-- PROVIDED ENTRIES follows --

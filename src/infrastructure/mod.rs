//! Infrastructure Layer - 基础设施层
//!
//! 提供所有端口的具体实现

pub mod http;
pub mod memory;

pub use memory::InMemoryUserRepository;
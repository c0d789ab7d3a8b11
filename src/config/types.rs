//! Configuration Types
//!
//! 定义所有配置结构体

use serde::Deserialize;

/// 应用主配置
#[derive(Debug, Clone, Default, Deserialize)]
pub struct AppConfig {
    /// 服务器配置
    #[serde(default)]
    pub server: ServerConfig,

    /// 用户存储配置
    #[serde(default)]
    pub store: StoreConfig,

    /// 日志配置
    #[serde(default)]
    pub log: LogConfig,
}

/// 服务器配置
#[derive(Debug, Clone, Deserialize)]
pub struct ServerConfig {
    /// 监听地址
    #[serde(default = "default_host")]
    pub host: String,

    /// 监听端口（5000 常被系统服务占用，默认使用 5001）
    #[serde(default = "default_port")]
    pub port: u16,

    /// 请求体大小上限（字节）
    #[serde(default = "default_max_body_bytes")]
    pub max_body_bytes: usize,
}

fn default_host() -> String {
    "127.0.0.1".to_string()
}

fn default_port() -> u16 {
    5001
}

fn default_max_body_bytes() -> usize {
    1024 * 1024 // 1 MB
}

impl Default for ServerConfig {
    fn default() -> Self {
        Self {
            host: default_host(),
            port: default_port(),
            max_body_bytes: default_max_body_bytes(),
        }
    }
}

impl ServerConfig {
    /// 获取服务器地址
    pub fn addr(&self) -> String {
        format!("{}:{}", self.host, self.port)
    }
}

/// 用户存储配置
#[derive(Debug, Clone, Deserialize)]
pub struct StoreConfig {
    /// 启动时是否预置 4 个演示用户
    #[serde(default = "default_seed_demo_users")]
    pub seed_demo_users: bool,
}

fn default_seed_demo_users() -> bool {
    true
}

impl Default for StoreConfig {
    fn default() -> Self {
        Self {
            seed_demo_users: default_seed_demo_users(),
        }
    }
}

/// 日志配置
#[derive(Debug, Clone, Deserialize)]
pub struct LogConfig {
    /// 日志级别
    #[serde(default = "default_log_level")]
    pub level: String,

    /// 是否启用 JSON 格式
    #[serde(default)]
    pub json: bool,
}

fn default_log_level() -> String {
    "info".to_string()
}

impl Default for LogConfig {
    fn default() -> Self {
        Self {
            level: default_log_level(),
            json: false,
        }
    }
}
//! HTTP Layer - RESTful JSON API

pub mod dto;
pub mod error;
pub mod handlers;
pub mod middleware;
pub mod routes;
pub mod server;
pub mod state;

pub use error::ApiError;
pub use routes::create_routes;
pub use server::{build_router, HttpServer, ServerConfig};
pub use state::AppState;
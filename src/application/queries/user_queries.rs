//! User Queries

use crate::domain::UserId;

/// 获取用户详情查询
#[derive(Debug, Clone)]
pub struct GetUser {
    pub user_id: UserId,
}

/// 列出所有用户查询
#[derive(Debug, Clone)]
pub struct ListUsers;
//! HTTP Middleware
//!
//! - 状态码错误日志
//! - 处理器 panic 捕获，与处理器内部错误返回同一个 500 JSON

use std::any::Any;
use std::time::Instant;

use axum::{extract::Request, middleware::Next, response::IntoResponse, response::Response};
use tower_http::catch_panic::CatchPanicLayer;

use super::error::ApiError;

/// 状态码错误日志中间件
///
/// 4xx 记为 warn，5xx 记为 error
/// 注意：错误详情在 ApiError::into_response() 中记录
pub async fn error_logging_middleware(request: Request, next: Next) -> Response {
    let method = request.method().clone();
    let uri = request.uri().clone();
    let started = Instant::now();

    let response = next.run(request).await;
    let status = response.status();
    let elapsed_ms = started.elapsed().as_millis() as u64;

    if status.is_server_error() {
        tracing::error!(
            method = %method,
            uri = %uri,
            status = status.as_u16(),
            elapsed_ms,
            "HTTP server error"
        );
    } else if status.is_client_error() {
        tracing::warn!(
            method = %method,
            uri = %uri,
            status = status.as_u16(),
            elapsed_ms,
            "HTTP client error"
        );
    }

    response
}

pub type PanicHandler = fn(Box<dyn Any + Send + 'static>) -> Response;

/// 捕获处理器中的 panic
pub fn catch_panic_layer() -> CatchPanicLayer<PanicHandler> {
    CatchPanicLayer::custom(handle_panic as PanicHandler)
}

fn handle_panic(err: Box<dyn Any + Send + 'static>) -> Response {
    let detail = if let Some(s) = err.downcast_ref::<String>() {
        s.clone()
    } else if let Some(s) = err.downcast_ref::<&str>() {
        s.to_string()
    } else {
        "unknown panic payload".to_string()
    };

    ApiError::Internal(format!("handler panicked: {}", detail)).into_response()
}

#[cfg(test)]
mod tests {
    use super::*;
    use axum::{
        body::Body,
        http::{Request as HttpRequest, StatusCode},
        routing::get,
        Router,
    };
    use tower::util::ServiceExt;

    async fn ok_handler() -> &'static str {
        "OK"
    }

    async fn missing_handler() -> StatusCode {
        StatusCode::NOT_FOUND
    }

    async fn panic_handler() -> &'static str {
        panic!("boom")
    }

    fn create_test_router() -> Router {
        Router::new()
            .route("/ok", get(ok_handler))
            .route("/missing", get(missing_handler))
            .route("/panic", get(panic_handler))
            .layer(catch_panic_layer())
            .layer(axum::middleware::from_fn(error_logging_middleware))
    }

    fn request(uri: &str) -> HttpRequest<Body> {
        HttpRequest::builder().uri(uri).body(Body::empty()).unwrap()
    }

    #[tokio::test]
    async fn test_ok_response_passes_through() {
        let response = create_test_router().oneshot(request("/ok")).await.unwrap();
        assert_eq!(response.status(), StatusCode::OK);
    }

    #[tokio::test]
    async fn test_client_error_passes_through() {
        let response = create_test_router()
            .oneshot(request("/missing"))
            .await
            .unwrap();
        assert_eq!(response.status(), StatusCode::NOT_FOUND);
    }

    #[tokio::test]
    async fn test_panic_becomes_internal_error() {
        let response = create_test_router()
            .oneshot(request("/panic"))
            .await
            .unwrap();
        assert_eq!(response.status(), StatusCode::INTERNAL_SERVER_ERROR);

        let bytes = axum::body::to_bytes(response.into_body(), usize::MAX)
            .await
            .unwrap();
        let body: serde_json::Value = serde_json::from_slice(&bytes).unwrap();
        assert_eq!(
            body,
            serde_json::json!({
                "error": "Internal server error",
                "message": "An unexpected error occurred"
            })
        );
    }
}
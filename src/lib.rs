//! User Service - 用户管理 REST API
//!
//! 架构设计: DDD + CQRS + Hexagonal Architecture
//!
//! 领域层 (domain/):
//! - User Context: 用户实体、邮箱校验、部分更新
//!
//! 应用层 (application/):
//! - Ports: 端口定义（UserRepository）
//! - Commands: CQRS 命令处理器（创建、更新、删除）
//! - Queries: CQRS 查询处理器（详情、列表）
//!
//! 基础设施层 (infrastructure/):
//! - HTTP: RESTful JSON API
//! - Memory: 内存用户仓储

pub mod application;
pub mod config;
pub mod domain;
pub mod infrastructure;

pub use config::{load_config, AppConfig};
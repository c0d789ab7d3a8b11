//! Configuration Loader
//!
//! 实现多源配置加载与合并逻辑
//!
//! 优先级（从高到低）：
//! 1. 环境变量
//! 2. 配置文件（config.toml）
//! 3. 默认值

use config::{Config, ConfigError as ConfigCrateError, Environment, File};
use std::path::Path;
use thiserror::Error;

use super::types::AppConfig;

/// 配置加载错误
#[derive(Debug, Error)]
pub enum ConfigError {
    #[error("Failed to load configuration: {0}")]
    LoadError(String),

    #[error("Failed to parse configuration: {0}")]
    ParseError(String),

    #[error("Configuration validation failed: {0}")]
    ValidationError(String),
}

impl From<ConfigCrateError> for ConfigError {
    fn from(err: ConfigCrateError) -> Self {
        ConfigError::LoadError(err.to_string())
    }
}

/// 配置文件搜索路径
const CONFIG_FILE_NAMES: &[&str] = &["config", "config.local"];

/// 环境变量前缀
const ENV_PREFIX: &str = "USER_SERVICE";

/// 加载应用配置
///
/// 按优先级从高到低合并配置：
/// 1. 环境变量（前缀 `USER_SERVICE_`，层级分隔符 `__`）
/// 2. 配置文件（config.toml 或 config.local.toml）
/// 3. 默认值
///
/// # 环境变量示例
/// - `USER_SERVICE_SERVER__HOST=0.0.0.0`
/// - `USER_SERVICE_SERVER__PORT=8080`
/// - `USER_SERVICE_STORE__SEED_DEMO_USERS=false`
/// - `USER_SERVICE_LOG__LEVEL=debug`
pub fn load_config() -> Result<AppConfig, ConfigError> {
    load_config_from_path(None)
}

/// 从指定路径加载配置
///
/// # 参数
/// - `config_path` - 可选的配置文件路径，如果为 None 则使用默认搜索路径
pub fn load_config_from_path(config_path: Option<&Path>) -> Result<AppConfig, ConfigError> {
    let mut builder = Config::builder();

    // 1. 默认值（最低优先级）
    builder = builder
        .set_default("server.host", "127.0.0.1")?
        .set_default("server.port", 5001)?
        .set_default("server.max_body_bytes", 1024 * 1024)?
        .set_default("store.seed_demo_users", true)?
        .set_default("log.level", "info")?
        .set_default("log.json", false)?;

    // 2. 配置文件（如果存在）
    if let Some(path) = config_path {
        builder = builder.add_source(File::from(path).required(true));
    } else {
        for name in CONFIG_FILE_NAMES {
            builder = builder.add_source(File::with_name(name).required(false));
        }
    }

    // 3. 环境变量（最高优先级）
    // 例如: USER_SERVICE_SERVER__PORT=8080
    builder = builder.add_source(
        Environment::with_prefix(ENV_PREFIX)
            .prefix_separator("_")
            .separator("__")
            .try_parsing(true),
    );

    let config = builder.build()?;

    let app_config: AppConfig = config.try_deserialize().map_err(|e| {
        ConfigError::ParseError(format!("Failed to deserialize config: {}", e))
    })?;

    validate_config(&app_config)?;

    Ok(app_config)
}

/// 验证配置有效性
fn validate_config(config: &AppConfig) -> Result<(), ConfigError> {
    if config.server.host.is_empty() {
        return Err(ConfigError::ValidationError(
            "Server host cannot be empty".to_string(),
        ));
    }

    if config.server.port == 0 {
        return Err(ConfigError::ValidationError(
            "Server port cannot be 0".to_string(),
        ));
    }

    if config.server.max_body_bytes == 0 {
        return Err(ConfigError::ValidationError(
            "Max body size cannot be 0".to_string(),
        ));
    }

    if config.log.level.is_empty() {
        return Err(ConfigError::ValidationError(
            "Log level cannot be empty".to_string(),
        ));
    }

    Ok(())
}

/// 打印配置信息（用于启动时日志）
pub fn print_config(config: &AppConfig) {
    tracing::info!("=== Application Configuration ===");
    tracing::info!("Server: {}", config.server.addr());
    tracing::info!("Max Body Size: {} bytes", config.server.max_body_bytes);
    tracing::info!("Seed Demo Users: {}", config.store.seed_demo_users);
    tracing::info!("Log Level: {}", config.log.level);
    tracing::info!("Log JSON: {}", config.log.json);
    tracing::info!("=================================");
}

-- PROVIDED ENTRIES concluded --

TASK TO COMPLETE
Above are the records; copy exactly the lines from the line with "pub mod http;" through the line with "pub fn addr(&self)", both included.

RESPONSE AREA
pub mod http;
pub mod memory;

pub use memory::InMemoryUserRepository;
repository c0d789ab7d3a8b11
filename src/config/types.rs
//! Configuration Types
//!
//! 定义所有配置结构体

use serde::Deserialize;

/// 应用主配置
#[derive(Debug, Clone, Default, Deserialize)]
pub struct AppConfig {
    /// 服务器配置
    #[serde(default)]
    pub server: ServerConfig,

    /// 用户存储配置
    #[serde(default)]
    pub store: StoreConfig,

    /// 日志配置
    #[serde(default)]
    pub log: LogConfig,
}

/// 服务器配置
#[derive(Debug, Clone, Deserialize)]
pub struct ServerConfig {
    /// 监听地址
    #[serde(default = "default_host")]
    pub host: String,

    /// 监听端口（5000 常被系统服务占用，默认使用 5001）
    #[serde(default = "default_port")]
    pub port: u16,

    /// 请求体大小上限（字节）
    #[serde(default = "default_max_body_bytes")]
    pub max_body_bytes: usize,
}

fn default_host() -> String {
    "127.0.0.1".to_string()
}

fn default_port() -> u16 {
    5001
}

fn default_max_body_bytes() -> usize {
    1024 * 1024 // 1 MB
}

impl Default for ServerConfig {
    fn default() -> Self {
        Self {
            host: default_host(),
            port: default_port(),
            max_body_bytes: default_max_body_bytes(),
        }
    }
}

impl ServerConfig {
    /// 获取服务器地址
    pub fn addr(&self) -> String {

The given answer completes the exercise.